ABOUT THIS EXERCISE –
Return all entries below exactly. Skip nothing.

(DATA TO PROCESS Opens)

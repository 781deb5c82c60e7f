//! Per-chunk AES-256-GCM encryption/decryption
//!
//! Every call draws a fresh random 96-bit IV. Reusing an IV under the same
//! item key would break GCM confidentiality, so callers never supply one.
//!
//! Stored unit format (vault):
//! ```text
//! [12 bytes: IV][N bytes: ciphertext][16 bytes: GCM tag]
//! ```
//! On the wire the IV travels in the chunk header instead.
//!
//! Stored units bind `chunk_index || item_id` as associated data, so a unit
//! moved to another index or item fails authentication.

use aes_gcm::{
    aead::{Aead, KeyInit, Payload},
    Aes256Gcm, Nonce,
};
use capsule_core::{CapsuleError, CapsuleResult, ItemId};
use rand::RngCore;

use crate::keys::ItemKey;
use crate::{IV_SIZE, TAG_SIZE};

/// Output of [`encrypt`]: the IV and the ciphertext with its tag appended.
#[derive(Debug, Clone, PartialEq, Eq)]
pub struct Sealed {
    pub iv: [u8; IV_SIZE],
    pub ciphertext: Vec<u8>,
}

/// Encrypt `plaintext` under `key` with a fresh random IV.
pub fn encrypt(key: &ItemKey, plaintext: &[u8]) -> CapsuleResult<Sealed> {
    let cipher = Aes256Gcm::new(key.as_bytes().into());

    let mut iv = [0u8; IV_SIZE];
    rand::thread_rng().fill_bytes(&mut iv);

    let ciphertext = cipher
        .encrypt(Nonce::from_slice(&iv), plaintext)
        .map_err(|e| CapsuleError::Crypto(format!("chunk encryption failed: {e}")))?;

    Ok(Sealed { iv, ciphertext })
}

/// Decrypt and authenticate `ciphertext`.
///
/// Any tag mismatch (wrong key, wrong IV, flipped bit) is
/// `AuthenticationFailed`; unverified bytes are never returned.
pub fn decrypt(key: &ItemKey, iv: &[u8; IV_SIZE], ciphertext: &[u8]) -> CapsuleResult<Vec<u8>> {
    if ciphertext.len() < TAG_SIZE {
        return Err(CapsuleError::AuthenticationFailed);
    }

    let cipher = Aes256Gcm::new(key.as_bytes().into());
    cipher
        .decrypt(Nonce::from_slice(iv), ciphertext)
        .map_err(|_| CapsuleError::AuthenticationFailed)
}

/// Encrypt chunk `chunk_index` of `item_id` into a single storage unit:
/// `iv || ciphertext`.
pub fn seal_unit(
    key: &ItemKey,
    item_id: &ItemId,
    chunk_index: u64,
    plaintext: &[u8],
) -> CapsuleResult<Vec<u8>> {
    let cipher = Aes256Gcm::new(key.as_bytes().into());

    let mut iv = [0u8; IV_SIZE];
    rand::thread_rng().fill_bytes(&mut iv);

    let aad = build_aad(chunk_index, item_id);
    let ciphertext = cipher
        .encrypt(
            Nonce::from_slice(&iv),
            Payload {
                msg: plaintext,
                aad: &aad,
            },
        )
        .map_err(|e| CapsuleError::Crypto(format!("unit encryption failed: {e}")))?;

    let mut unit = Vec::with_capacity(IV_SIZE + ciphertext.len());
    unit.extend_from_slice(&iv);
    unit.extend_from_slice(&ciphertext);
    Ok(unit)
}

/// Decrypt a storage unit produced by [`seal_unit`] for the same item and
/// index.
pub fn open_unit(
    key: &ItemKey,
    item_id: &ItemId,
    chunk_index: u64,
    unit: &[u8],
) -> CapsuleResult<Vec<u8>> {
    if unit.len() < IV_SIZE + TAG_SIZE {
        return Err(CapsuleError::AuthenticationFailed);
    }
    let (iv, ciphertext) = unit.split_at(IV_SIZE);

    let cipher = Aes256Gcm::new(key.as_bytes().into());
    let aad = build_aad(chunk_index, item_id);
    cipher
        .decrypt(
            Nonce::from_slice(iv),
            Payload {
                msg: ciphertext,
                aad: &aad,
            },
        )
        .map_err(|_| CapsuleError::AuthenticationFailed)
}

fn build_aad(chunk_index: u64, item_id: &ItemId) -> Vec<u8> {
    let id = item_id.as_str().as_bytes();
    let mut aad = Vec::with_capacity(8 + id.len());
    aad.extend_from_slice(&chunk_index.to_be_bytes());
    aad.extend_from_slice(id);
    aad
}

(DATA TO PROCESS Closes)

ANSWER BELOW –
repository 781deb5c82c60e7f
//! Per-chunk AES-256-GCM encryption/decryption
//!
//! Every call draws a fresh random 96-bit IV. Reusing an IV under the same
//! item key would break GCM confidentiality, so callers never supply one.
//!
//! Stored unit format (vault):
//! ```text
//! [12 bytes: IV][N bytes: ciphertext][16 bytes: GCM tag]
//! ```
//! On the wire the IV travels in the chunk header instead.
//!
//! Stored units bind `chunk_index || item_id` as associated data, so a unit
//! moved to another index or item fails authentication.

use aes_gcm::{
    aead::{Aead, KeyInit, Payload},
    Aes256Gcm, Nonce,
};
use capsule_core::{CapsuleError, CapsuleResult, ItemId};
use rand::RngCore;

use crate::keys::ItemKey;
use crate::{IV_SIZE, TAG_SIZE};

/// Output of [`encrypt`]: the IV and the ciphertext with its tag appended.
#[derive(Debug, Clone, PartialEq, Eq)]
pub struct Sealed {
    pub iv: [u8; IV_SIZE],
    pub ciphertext: Vec<u8>,
}

/// Encrypt `plaintext` under `key` with a fresh random IV.
pub fn encrypt(key: &ItemKey, plaintext: &[u8]) -> CapsuleResult<Sealed> {
    let cipher = Aes256Gcm::new(key.as_bytes().into());

    let mut iv = [0u8; IV_SIZE];
    rand::thread_rng().fill_bytes(&mut iv);

    let ciphertext = cipher
        .encrypt(Nonce::from_slice(&iv), plaintext)
        .map_err(|e| CapsuleError::Crypto(format!("chunk encryption failed: {e}")))?;

    Ok(Sealed { iv, ciphertext })
}

/// Decrypt and authenticate `ciphertext`.
///
/// Any tag mismatch (wrong key, wrong IV, flipped bit) is
/// `AuthenticationFailed`; unverified bytes are never returned.
pub fn decrypt(key: &ItemKey, iv: &[u8; IV_SIZE], ciphertext: &[u8]) -> CapsuleResult<Vec<u8>> {
    if ciphertext.len() < TAG_SIZE {
        return Err(CapsuleError::AuthenticationFailed);
    }

    let cipher = Aes256Gcm::new(key.as_bytes().into());
    cipher
        .decrypt(Nonce::from_slice(iv), ciphertext)
        .map_err(|_| CapsuleError::AuthenticationFailed)
}

/// Encrypt chunk `chunk_index` of `item_id` into a single storage unit:
/// `iv || ciphertext`.
pub fn seal_unit(
    key: &ItemKey,
    item_id: &ItemId,
    chunk_index: u64,
    plaintext: &[u8],
) -> CapsuleResult<Vec<u8>> {
    let cipher = Aes256Gcm::new(key.as_bytes().into());

    let mut iv = [0u8; IV_SIZE];
    rand::thread_rng().fill_bytes(&mut iv);

    let aad = build_aad(chunk_index, item_id);
    let ciphertext = cipher
        .encrypt(
            Nonce::from_slice(&iv),
            Payload {
                msg: plaintext,
                aad: &aad,
            },
        )
        .map_err(|e| CapsuleError::Crypto(format!("unit encryption failed: {e}")))?;

    let mut unit = Vec::with_capacity(IV_SIZE + ciphertext.len());
    unit.extend_from_slice(&iv);
    unit.extend_from_slice(&ciphertext);
    Ok(unit)
}

/// Decrypt a storage unit produced by [`seal_unit`] for the same item and
/// index.
pub fn open_unit(
    key: &ItemKey,
    item_id: &ItemId,
    chunk_index: u64,
    unit: &[u8],
) -> CapsuleResult<Vec<u8>> {
    if unit.len() < IV_SIZE + TAG_SIZE {
        return Err(CapsuleError::AuthenticationFailed);
    }
    let (iv, ciphertext) = unit.split_at(IV_SIZE);

    let cipher = Aes256Gcm::new(key.as_bytes().into());
    let aad = build_aad(chunk_index, item_id);
    cipher
        .decrypt(
            Nonce::from_slice(iv),
            Payload {
                msg: ciphertext,
                aad: &aad,
            },
        )
        .map_err(|_| CapsuleError::AuthenticationFailed)
}

fn build_aad(chunk_index: u64, item_id: &ItemId) -> Vec<u8> {
    let id = item_id.as_str().as_bytes();
    let mut aad = Vec::with_capacity(8 + id.len());
    aad.extend_from_slice(&chunk_index.to_be_bytes());
    aad.extend_from_slice(id);
    aad
}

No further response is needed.